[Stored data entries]
+===+

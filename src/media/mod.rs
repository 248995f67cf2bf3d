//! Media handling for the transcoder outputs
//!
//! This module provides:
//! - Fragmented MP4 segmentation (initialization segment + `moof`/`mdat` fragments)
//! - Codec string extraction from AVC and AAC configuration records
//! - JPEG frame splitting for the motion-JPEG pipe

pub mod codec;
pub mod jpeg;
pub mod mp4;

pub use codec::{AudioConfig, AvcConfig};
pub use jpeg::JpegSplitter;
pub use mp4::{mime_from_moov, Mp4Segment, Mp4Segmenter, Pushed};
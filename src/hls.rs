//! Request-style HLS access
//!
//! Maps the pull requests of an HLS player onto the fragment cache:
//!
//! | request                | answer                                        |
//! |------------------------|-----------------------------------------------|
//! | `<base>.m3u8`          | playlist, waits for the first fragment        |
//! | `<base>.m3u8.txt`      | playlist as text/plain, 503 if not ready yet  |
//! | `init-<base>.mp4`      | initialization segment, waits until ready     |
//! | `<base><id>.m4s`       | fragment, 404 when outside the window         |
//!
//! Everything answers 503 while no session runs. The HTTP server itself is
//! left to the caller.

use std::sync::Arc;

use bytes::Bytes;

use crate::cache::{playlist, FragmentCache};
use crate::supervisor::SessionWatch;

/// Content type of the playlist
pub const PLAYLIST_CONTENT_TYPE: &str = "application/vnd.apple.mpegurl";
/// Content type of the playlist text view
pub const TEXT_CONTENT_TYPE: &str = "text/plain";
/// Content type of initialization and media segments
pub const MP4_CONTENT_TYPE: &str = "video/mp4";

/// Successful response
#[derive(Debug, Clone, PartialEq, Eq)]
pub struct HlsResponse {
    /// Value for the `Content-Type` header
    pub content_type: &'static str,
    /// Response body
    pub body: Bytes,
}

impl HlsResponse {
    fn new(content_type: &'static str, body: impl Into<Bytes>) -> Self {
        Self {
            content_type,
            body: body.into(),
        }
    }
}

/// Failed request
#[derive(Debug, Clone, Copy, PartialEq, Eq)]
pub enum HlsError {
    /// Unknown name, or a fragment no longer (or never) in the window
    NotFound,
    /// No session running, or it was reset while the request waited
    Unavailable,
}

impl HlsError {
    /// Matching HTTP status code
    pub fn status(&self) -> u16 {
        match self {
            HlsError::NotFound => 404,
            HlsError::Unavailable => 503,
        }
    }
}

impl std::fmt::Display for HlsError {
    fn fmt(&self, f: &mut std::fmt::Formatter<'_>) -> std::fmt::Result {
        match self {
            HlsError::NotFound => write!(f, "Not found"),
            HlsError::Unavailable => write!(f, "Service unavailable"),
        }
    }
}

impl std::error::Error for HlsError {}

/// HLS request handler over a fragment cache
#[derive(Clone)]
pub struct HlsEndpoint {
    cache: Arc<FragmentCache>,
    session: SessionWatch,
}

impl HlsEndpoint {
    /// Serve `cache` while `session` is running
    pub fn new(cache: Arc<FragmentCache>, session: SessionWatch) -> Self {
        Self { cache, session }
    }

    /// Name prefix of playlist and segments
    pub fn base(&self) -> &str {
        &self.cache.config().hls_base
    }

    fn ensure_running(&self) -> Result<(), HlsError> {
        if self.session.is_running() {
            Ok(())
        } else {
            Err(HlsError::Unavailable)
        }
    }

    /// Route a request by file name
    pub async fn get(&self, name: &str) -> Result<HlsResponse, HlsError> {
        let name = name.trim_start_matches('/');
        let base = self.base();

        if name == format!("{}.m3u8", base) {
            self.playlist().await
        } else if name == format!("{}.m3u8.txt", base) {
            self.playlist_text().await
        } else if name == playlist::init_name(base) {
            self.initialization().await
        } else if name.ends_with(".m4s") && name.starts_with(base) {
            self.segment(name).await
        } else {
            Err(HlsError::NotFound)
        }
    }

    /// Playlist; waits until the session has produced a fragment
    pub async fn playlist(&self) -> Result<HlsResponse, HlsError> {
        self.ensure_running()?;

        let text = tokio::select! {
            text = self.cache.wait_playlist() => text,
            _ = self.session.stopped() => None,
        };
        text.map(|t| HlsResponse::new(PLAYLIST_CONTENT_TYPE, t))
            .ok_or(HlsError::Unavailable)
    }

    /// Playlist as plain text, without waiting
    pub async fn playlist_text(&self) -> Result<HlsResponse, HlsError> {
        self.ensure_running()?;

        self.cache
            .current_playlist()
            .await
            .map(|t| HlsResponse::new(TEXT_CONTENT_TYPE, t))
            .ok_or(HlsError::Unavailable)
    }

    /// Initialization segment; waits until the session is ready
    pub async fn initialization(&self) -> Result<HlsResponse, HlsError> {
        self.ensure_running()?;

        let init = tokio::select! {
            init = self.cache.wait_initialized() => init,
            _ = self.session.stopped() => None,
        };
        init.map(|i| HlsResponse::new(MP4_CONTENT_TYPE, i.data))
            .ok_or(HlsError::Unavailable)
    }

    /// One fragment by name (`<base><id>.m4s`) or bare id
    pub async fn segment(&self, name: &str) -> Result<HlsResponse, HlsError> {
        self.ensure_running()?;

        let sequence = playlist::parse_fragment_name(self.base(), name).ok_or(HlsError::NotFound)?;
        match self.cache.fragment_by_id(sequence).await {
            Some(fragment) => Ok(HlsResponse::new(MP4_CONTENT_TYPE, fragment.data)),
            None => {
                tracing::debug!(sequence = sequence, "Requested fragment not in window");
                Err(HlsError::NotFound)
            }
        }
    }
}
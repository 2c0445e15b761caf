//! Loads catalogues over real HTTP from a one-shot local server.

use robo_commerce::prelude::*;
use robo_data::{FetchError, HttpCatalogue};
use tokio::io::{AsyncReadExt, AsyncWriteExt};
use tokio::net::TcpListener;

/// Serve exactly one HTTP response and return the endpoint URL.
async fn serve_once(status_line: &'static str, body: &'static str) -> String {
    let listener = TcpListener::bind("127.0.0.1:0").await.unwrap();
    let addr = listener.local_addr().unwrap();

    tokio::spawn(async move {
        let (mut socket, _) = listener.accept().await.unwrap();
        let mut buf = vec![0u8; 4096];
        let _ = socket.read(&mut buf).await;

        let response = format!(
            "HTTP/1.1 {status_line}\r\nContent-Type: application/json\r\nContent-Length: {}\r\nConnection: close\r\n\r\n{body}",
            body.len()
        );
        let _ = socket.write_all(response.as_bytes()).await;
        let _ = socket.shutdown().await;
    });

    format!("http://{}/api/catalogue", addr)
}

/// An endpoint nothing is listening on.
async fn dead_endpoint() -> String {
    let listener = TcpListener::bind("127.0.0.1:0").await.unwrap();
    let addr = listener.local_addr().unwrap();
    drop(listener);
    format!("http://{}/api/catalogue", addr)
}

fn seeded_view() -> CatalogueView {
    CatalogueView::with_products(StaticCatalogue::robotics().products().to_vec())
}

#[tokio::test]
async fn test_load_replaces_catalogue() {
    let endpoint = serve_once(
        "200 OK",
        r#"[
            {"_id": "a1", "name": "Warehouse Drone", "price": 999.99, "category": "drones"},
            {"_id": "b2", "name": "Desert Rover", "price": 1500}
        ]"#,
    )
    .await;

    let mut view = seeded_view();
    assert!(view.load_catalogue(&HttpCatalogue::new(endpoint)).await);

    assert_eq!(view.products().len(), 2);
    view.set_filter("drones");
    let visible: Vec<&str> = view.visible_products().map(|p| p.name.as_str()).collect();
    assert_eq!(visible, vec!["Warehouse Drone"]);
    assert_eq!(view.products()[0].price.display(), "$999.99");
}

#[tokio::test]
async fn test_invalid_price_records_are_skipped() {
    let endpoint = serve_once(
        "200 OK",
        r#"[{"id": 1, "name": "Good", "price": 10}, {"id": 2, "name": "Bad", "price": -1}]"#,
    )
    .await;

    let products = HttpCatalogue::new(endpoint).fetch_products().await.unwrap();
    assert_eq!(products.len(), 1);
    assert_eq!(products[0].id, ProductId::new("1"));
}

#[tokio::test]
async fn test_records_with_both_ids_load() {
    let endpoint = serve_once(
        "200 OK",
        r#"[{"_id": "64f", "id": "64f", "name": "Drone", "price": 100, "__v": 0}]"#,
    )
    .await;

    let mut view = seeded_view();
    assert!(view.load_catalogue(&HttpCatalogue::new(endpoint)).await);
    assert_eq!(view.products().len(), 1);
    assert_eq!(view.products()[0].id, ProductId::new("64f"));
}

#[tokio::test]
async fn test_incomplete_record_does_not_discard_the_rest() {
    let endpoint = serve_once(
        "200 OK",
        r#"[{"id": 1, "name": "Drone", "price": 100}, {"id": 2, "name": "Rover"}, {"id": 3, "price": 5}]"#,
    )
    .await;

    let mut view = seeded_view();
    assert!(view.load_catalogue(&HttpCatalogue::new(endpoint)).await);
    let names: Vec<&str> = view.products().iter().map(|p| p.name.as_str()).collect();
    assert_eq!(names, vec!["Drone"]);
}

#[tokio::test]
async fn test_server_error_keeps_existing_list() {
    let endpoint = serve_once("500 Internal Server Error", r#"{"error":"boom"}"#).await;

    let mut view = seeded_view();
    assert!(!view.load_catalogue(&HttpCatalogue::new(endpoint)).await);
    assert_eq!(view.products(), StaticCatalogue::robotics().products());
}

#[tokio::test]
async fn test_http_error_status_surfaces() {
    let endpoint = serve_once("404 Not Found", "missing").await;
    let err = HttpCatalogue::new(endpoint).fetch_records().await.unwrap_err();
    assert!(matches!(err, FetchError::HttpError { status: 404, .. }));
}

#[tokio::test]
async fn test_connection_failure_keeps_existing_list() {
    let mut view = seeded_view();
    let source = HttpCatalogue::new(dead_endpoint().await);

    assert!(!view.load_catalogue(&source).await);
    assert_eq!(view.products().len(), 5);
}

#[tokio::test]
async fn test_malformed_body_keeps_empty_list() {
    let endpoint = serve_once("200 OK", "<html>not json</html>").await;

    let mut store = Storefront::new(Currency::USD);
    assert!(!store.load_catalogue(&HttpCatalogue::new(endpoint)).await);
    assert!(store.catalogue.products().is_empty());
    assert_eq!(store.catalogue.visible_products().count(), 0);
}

+===+

Problem requirements: Locate the word "Clone" in the entries, and copy every line where it is found.

Written solution:
#[derive(Debug, Clone, PartialEq, Eq)]
#[derive(Debug, Clone, Copy, PartialEq, Eq)]
#[derive(Clone)]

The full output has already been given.